# printing on 100% polyester using anajet?



## gotto (Sep 17, 2008)

hello, there is a school that would like for me to print their gym shorts, is there anyway to print on 100% polyester with an anajet printer?..any tips would be greatly appreciated. thanks in advance


----------



## Robert72 (Aug 12, 2006)

*Re: printing on 100% polyester?*

Ask Dan at DTG Inks - Home . I think it has the knowledge and the ink to print on 100% poly.


----------



## sunnydayz (Jun 22, 2007)

*Re: printing on 100% polyester?*

Yep there have been a couple of people that have done it, but with the dtg inks, not the dupont. Although I would say no it will not work. I have not seen anyone have success with dupont ink on 100% poly, which is what ink anajet uses. Sorry


----------



## Robert72 (Aug 12, 2006)

*Re: printing on 100% polyester?*

Yep, but cannot you swap the anajet cartridges for refillable cartridges? If so, you can put DTGinks on the Anajet, and save some good dollars at same time.


----------



## adrenaline (Aug 1, 2008)

*Re: printing on 100% polyester?*

If they are a light coloured shirt, I would Die Sub them, Cheaper, faster and you will have no probs with it at all.


----------



## Goat (Aug 7, 2008)

any luck with printing on polyester if so could you pass it on thanks goat as i also have the anajet printer


----------



## Don-ColDesi (Oct 18, 2006)

Why not buy a couple and try? Can't hurt.


----------



## vctradingcubao (Nov 15, 2006)

Yep, if yodan's DTG inks could work on light 100% polyester, I would think that Dupont's ink should work also?


----------



## DAGuide (Oct 2, 2006)

In my opinion, the reason why dtg printing on dark polyester does not work is the hand that results from pretreatment and multiple layers of ink on the polyester (which is usually very soft). It alters the customer's expectation of how the shirt should feel.

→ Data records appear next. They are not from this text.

//! In-process solve command: `flagforge solve <url>`.
//!
//! Submits one run to a private registry and renders it by polling
//! snapshots, the same way a remote client would.

use std::path::PathBuf;
use std::time::Duration;

use anyhow::{Context, Result};
use console::style;
use flagforge::config::FlagforgeToml;
use flagforge_common::{RunInput, RunSnapshot, RunStatus};
use indicatif::{ProgressBar, ProgressStyle};

const POLL_INTERVAL: Duration = Duration::from_millis(500);

pub struct SolveRequest {
    pub url: String,
    pub title: Option<String>,
    pub description: Option<String>,
    pub source: Option<PathBuf>,
    pub flag_format: Option<String>,
    pub hint: Option<String>,
    pub json: bool,
    pub keep_going: bool,
}

impl SolveRequest {
    fn input(&self) -> Result<RunInput> {
        let source = match &self.source {
            Some(path) => Some(
                std::fs::read_to_string(path)
                    .with_context(|| format!("Failed to read source file {}", path.display()))?,
            ),
            None => None,
        };
        Ok(RunInput {
            target_url: self.url.clone(),
            title: self.title.clone(),
            description: self.description.clone(),
            source,
            flag_format: self.flag_format.clone(),
            hint: self.hint.clone(),
        })
    }
}

/// Run to a terminal status and report it. Returns the final status so the
/// caller can pick the exit code.
pub async fn cmd_solve(mut config: FlagforgeToml, request: SolveRequest) -> Result<RunStatus> {
    if request.keep_going {
        config.engine.stop_on_flag = false;
    }
    let input = request.input()?;
    let registry = super::build_run_registry(&config)?;
    let run_id = registry.submit(input).await?;

    let bar = ProgressBar::new(100);
    bar.set_style(
        ProgressStyle::default_bar()
            .template("{spinner:.green} [{bar:40.cyan/blue}] {pos:>3}% {msg}")
            .expect("progress bar template is a valid static string")
            .progress_chars("█▓▒░"),
    );
    bar.enable_steady_tick(Duration::from_millis(120));

    let mut seen_logs = 0usize;
    let mut stop_requested = false;
    let ctrl_c = tokio::signal::ctrl_c();
    tokio::pin!(ctrl_c);

    let snapshot = loop {
        let snapshot = registry.get(run_id).await?;
        seen_logs = print_new_logs(&bar, &snapshot, seen_logs);
        bar.set_position(snapshot.progress as u64);
        bar.set_message(format!("{} ({})", snapshot.current_stage, snapshot.status));
        if snapshot.is_terminal() {
            break snapshot;
        }

        tokio::select! {
            _ = tokio::time::sleep(POLL_INTERVAL) => {}
            _ = &mut ctrl_c, if !stop_requested => {
                stop_requested = true;
                bar.println("Stop requested, waiting for the current stage to finish...");
                if let Err(e) = registry.stop(run_id).await {
                    tracing::warn!(error = %e, "stop request rejected");
                }
            }
        }
    };
    bar.finish_and_clear();

    if request.json {
        println!("{}", serde_json::to_string_pretty(&snapshot)?);
    } else {
        print_report(&snapshot);
    }
    Ok(snapshot.status)
}

/// Print entries added since the last poll. Entries that already scrolled out
/// of the snapshot's log tail are skipped.
fn print_new_logs(bar: &ProgressBar, snapshot: &RunSnapshot, seen: usize) -> usize {
    let new = snapshot.log_count.saturating_sub(seen).min(snapshot.logs.len());
    for entry in &snapshot.logs[snapshot.logs.len() - new..] {
        bar.println(format!(
            "{} {:<12} {}",
            style(entry.timestamp.format("%H:%M:%S")).dim(),
            entry.stage.to_string(),
            entry.message
        ));
    }
    snapshot.log_count
}

fn print_report(snapshot: &RunSnapshot) {
    let status = match snapshot.status {
        RunStatus::Completed => style(snapshot.status.to_string()).green().bold(),
        RunStatus::Stopped => style(snapshot.status.to_string()).yellow().bold(),
        _ => style(snapshot.status.to_string()).red().bold(),
    };

    println!();
    println!("Run {} {}", snapshot.run_id, status);
    println!("  Target:          {}", snapshot.input.target_url);
    println!("  Pages:           {}", snapshot.stats.pages_crawled);
    println!("  Forms:           {}", snapshot.stats.forms_found);
    match snapshot.highest_severity() {
        Some(worst) => println!(
            "  Vulnerabilities: {} (worst: {})",
            snapshot.stats.vulnerabilities_found, worst
        ),
        None => println!("  Vulnerabilities: 0"),
    }
    println!("  Fuzz attempts:   {}", snapshot.stats.exploits_attempted);

    if !snapshot.vulnerabilities.is_empty() {
        println!();
        println!("{}", style("Vulnerabilities").bold());
        for v in &snapshot.vulnerabilities {
            let location = v.location.as_deref().unwrap_or("-");
            println!("  [{}] {} at {}", v.severity, v.vuln_type, location);
        }
    }

    println!();
    if snapshot.flags.is_empty() {
        println!("No flags captured.");
    } else {
        println!("{}", style("Flags").bold());
        for flag in &snapshot.flags {
            println!("  {} ({} stage)", style(&flag.value).green(), flag.stage);
        }
    }

    if snapshot.status == RunStatus::Failed
        && let Some(last) = snapshot.findings.last()
    {
        println!();
        println!("Last finding: {}", last.text);
    }
    println!();
}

I have heard of several tricks (flash curing the shirt longer, opening the press more,...) to curing CMYK ink on polyester and none of them are that great for production runs. The curing of the white ink can be challenging to do on cotton to get a good wash test, it is even harder to do on polyester. The large amount of technical support that would arise if the manufacturers and distributors start promoting the printing on polyester is probably not worth it.

Just my opinion,

Mark


----------



## vctradingcubao (Nov 15, 2006)

Ken's thread on the Kornit forum have some discussions about Kornit coming up with a special ink and some software modifications to print on 100% polyester, light and dark fabrics.


----------



## DAGuide (Oct 2, 2006)

The Kornit ink and pretreatment solution is much different than Dupont white ink and pretreatment. I did hear some positive things from someone that saw a sample of the Kornit ink on polyester. But since the original post referred to printing polyester on the Anajet, I assumed everyone was talking about Dupont / AnaBright ink. I guess time will tell if the Kornit ink really is a good solution for pinting on polyester. If so, dye sublimation might not be as popular.


----------



## vctradingcubao (Nov 15, 2006)

Yes, I agree Mark. The Kornit printheads maybe could handle "thicker ink" better than the Epson based printheads of the Anajet and the others.


----------



## splathead (Dec 4, 2005)

vctradingcubao said:


> Ken's thread on the Kornit forum have some discussions about Kornit coming up with a special ink and some software modifications to print on 100% polyester, light and dark fabrics.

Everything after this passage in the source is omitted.